Ozburn, Angela R; Kern, Joseph; Parekh, Puja K; Logan, Ryan W; Liu, Zheng; Falcon, Edgardo; Becker-Krail, Darius; Purohit, Kush; Edgar, Nicole M; Huang, Yanhua; McClung, Colleen A.
Afiliação
  • Ozburn AR; Portland Veterans Affairs Medical Center, Research and Development Service, Portland, OR, United States.
  • Kern J; Department of Behavioral Neuroscience, Oregon Health and Science University, Portland, OR, United States.
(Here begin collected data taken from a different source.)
//! Fault taxonomy
//!
//! A fault aborts the current top-level line. Faults never nest: the first
//! one raised wins and travels unchanged up to the line's transaction, which
//! rolls the environment back. Success is `Ok(())`, there is no `None` fault.

use std::fmt;
use std::path::PathBuf;

#[derive(Debug, Clone, PartialEq)]
pub enum Fault {
    /// Token is neither a word, a block nor a number
    UnknownWord(String),
    /// A native word's precondition failed (underflow, bad transfer)
    StackFault(String),
    /// A `{` has no matching `}` in the same token sequence
    EndOfInput,
    /// A script to load does not exist
    NoSuchFile(PathBuf),
    /// Anything not covered above
    Unknown(String),
}

impl Fault {
    pub fn stack(msg: impl Into<String>) -> Self {
        Fault::StackFault(msg.into())
    }

    /// Stable name of the fault kind, used in diagnostics
    pub fn kind(&self) -> &'static str {
        match self {
            Fault::UnknownWord(_) => "UnknownWord",
            Fault::StackFault(_) => "StackFault",
            Fault::EndOfInput => "EndOfInput",
            Fault::NoSuchFile(_) => "NoSuchFile",
            Fault::Unknown(_) => "Unknown",
        }
    }
}

impl fmt::Display for Fault {
    fn fmt(&self, f: &mut fmt::Formatter<'_>) -> fmt::Result {
        match self {
            Fault::UnknownWord(w) => write!(f, "{}: '{}'", self.kind(), w),
            Fault::StackFault(msg) => write!(f, "{}: {}", self.kind(), msg),
            Fault::EndOfInput => write!(f, "{}: unmatched '{{'", self.kind()),
            Fault::NoSuchFile(p) => write!(f, "{}: {}", self.kind(), p.display()),
            Fault::Unknown(msg) => write!(f, "{}: {}", self.kind(), msg),
        }
    }
}

impl std::error::Error for Fault {}

impl From<std::io::Error> for Fault {
    fn from(e: std::io::Error) -> Self {
        Fault::Unknown(e.to_string())
    }
}
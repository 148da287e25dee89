//! The environment a computation runs against
//!
//! Operand stack, scratch stack and word dictionary. Cloning an environment
//! is a full structural copy, which is what line transactions rely on.

use std::collections::HashMap;

use stax_core::{Fault, Stack, Value};

use crate::builtins;
use crate::word::{NativeFn, Word};

#[derive(Debug, Clone, PartialEq)]
pub struct Environment {
    pub operand: Stack<Value>,
    pub scratch: Stack<Value>,
    dictionary: HashMap<String, Word>,
}

impl Environment {
    /// An environment with no words at all
    pub fn new() -> Self {
        Environment {
            operand: Stack::new("operand"),
            scratch: Stack::new("scratch"),
            dictionary: HashMap::new(),
        }
    }

    /// A fresh environment with the native word library registered
    pub fn with_builtins() -> Self {
        let mut env = Environment::new();
        builtins::register_all(&mut env);
        env
    }

    // =========================================================================
    // Operand stack
    // =========================================================================

    pub fn push_value(&mut self, v: Value) {
        self.operand.push(v);
    }

    pub fn push_number(&mut self, n: f32) {
        self.operand.push(Value::Number(n));
    }

    pub fn push_text(&mut self, s: impl Into<String>) {
        self.operand.push(Value::Text(s.into()));
    }

    /// Stack effect: ( -- 1|0 )
    pub fn push_bool(&mut self, b: bool) {
        self.operand.push(Value::boolean(b));
    }

    pub fn pop_value(&mut self) -> Result<Value, Fault> {
        self.operand.pop()
    }

    pub fn pop_number(&mut self) -> Result<f32, Fault> {
        self.operand.pop().map(|v| v.as_number())
    }

    pub fn pop_text(&mut self) -> Result<String, Fault> {
        self.operand.pop().map(|v| v.as_text())
    }

    pub fn pop_bool(&mut self) -> Result<bool, Fault> {
        self.operand.pop().map(|v| v.as_bool())
    }

    pub fn pop_int(&mut self) -> Result<i32, Fault> {
        self.operand.pop().map(|v| v.as_int())
    }

    /// Move the operand top onto the scratch stack
    pub fn stash(&mut self) -> Result<(), Fault> {
        let v = self.operand.pop()?;
        self.scratch.push(v);
        Ok(())
    }

    /// Move the scratch top back onto the operand stack
    pub fn unstash(&mut self) -> Result<(), Fault> {
        let v = self.scratch.pop()?;
        self.operand.push(v);
        Ok(())
    }

    /// Operand stack bottom to top, space separated (top is rightmost)
    pub fn render_stack(&self) -> String {
        self.operand
            .iter()
            .map(|v| v.to_string())
            .collect::<Vec<_>>()
            .join(" ")
    }

    // =========================================================================
    // Dictionary
    // =========================================================================

    /// Add or replace a word; the last definition wins
    pub fn define(&mut self, word: Word) {
        self.dictionary.insert(word.name.clone(), word);
    }

    pub fn define_native(&mut self, name: &str, f: NativeFn) {
        self.define(Word::native(name, f));
    }

    pub fn lookup(&self, name: &str) -> Option<&Word> {
        match self.dictionary.get(name) {
            Some(w) => Some(w),
            None => self.dictionary.get(&name.to_lowercase()),
        }
    }

    pub fn contains(&self, name: &str) -> bool {
        self.lookup(name).is_some()
    }

    /// All word names, sorted
    pub fn word_names(&self) -> Vec<&str> {
        let mut names: Vec<&str> = self.dictionary.keys().map(String::as_str).collect();
        names.sort_unstable();
        names
    }

    pub fn word_count(&self) -> usize {
        self.dictionary.len()
    }
}

impl Default for Environment {
    fn default() -> Self {
        Environment::new()
    }
}
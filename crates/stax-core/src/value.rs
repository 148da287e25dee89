//! Value: what the language talks about
//!
//! A value is either a single-precision number or a piece of text. Every
//! value carries both a numeric and a textual projection, so words that
//! expect numbers accept text and vice versa.
//!
//! # Numeric projection of text
//!
//! The numeric projection of a `Text` value is its length in characters.
//! This means `==` between a number and a text compares the number with the
//! text's length. The behavior is kept for compatibility with existing
//! scripts; it is most likely not what anyone intended.

use std::fmt;

/// A value on the operand or scratch stack
#[derive(Debug, Clone, PartialEq)]
pub enum Value {
    /// Single-precision number
    Number(f32),

    /// Character sequence
    Text(String),
}

impl Value {
    pub fn number(n: f32) -> Self {
        Value::Number(n)
    }

    pub fn text(s: impl Into<String>) -> Self {
        Value::Text(s.into())
    }

    /// Boolean encoding: true is 1, false is 0
    pub fn boolean(b: bool) -> Self {
        Value::Number(if b { 1.0 } else { 0.0 })
    }

    /// Numeric projection (text yields its character count)
    pub fn as_number(&self) -> f32 {
        match self {
            Value::Number(n) => *n,
            Value::Text(s) => s.chars().count() as f32,
        }
    }

    /// Boolean projection: any nonzero numeric projection is true
    pub fn as_bool(&self) -> bool {
        self.as_number() != 0.0
    }

    /// Integer projection, truncating toward zero
    ///
    /// Values outside the `i32` range saturate; NaN becomes 0.
    pub fn as_int(&self) -> i32 {
        self.as_number().trunc() as i32
    }

    /// Textual projection
    pub fn as_text(&self) -> String {
        self.to_string()
    }

    pub fn is_text(&self) -> bool {
        matches!(self, Value::Text(_))
    }
}

impl fmt::Display for Value {
    fn fmt(&self, f: &mut fmt::Formatter<'_>) -> fmt::Result {
        match self {
            Value::Number(n) => write!(f, "{}", n),
            Value::Text(s) => f.write_str(s),
        }
    }
}

impl From<f32> for Value {
    fn from(n: f32) -> Self {
        Value::Number(n)
    }
}

impl From<bool> for Value {
    fn from(b: bool) -> Self {
        Value::boolean(b)
    }
}

impl From<&str> for Value {
    fn from(s: &str) -> Self {
        Value::Text(s.to_string())
    }
}

impl From<String> for Value {
    fn from(s: String) -> Self {
        Value::Text(s)
    }
}

#[cfg(test)]
mod tests {
    use super::*;

    #[test]
    fn test_number_projections() {
        let v = Value::number(7.0);
        assert_eq!(v.as_number(), 7.0);
        assert_eq!(v.as_text(), "7");
        assert!(v.as_bool());
        assert!(!v.is_text());
    }

    #[test]
    fn test_fractional_rendering() {
        assert_eq!(Value::number(0.5).to_string(), "0.5");
        assert_eq!(Value::number(-3.25).to_string(), "-3.25");
    }

    #[test]
    fn test_text_numeric_projection_is_length() {
        let v = Value::text("hello");
        assert_eq!(v.as_number(), 5.0);
        assert_eq!(v.as_text(), "hello");
        assert!(v.is_text());

        // Counted in characters, not bytes
        assert_eq!(Value::text("héllo").as_number(), 5.0);
        assert!(!Value::text("").as_bool());
    }

    #[test]
    fn test_boolean_encoding() {
        assert_eq!(Value::boolean(true), Value::Number(1.0));
        assert_eq!(Value::boolean(false), Value::Number(0.0));
        assert!(!Value::number(0.0).as_bool());
        assert!(Value::number(-0.25).as_bool());
    }

    #[test]
    fn test_int_truncates_toward_zero() {
        assert_eq!(Value::number(3.9).as_int(), 3);
        assert_eq!(Value::number(-3.9).as_int(), -3);
        assert_eq!(Value::number(f32::NAN).as_int(), 0);
        assert_eq!(Value::number(1e20).as_int(), i32::MAX);
    }
}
  • Parekh PK; Department of Psychiatry, University of Pittsburgh Medical Center, Pittsburgh, PA, United States.
  • Logan RW; Department of Psychiatry, University of Pittsburgh Medical Center, Pittsburgh, PA, United States.
  • Liu Z; Department of Psychiatry, University of Pittsburgh Medical Center, Pittsburgh, PA, United States.
  • Falcon E; Department of Psychiatry, University of Pittsburgh Medical Center, Pittsburgh, PA, United States.
  • Becker-Krail D; Department of Psychiatry, University of Pittsburgh Medical Center, Pittsburgh, PA, United States.
  • Purohit K; National Institute of Neurological Disorders and Stroke, National Institutes of Health, Bethesda, MD, United States.
  • Edgar NM; Department of Psychiatry, University of Pittsburgh Medical Center, Pittsburgh, PA, United States.
  • Huang Y; Department of Psychiatry, University of Pittsburgh Medical Center, Pittsburgh, PA, United States.
  • McClung CA; Department of Psychiatry, University of Pittsburgh Medical Center, Pittsburgh, PA, United States.
Front Mol Neurosci ; 10: 360, 2017.
Article em En | MEDLINE | ID: mdl-29163035
Abnormal circadian rhythms and circadian genes are strongly associated with several psychiatric disorders. Neuronal PAS Domain Protein 2 (NPAS2) is a core component of the molecular clock that acts as a transcription factor and is highly expressed in reward- and stress-related brain regions such as the striatum. However, the mechanism by which NPAS2 is involved in mood-related behaviors is still unclear. We measured anxiety-like behaviors in mice with a global null mutation in Npas2 (Npas2 null mutant mice) and found that Npas2 null mutant mice exhibit less anxiety-like behavior than their wild-type (WT) littermates (in elevated plus maze, light/dark box and open field assay). We assessed the effects of acute or chronic stress on striatal Npas2 expression, and found that both stressors increased levels of Npas2. Moreover, knockdown of Npas2 in the ventral striatum resulted in a similar reduction of anxiety-like behaviors as seen in the Npas2 null mutant mouse. Additionally, we identified Gabra genes as transcriptional targets of NPAS2, found that Npas2 null mutant mice exhibit reduced sensitivity to the GABAa positive allosteric modulator, diazepam and that knockdown of Npas2 reduced Gabra1 expression and response to diazepam in the ventral striatum. These results: (1) implicate Npas2 in the response to stress and the development of anxiety; and (2) provide functional evidence for the regulation of GABAergic neurotransmission by NPAS2 in the ventral striatum.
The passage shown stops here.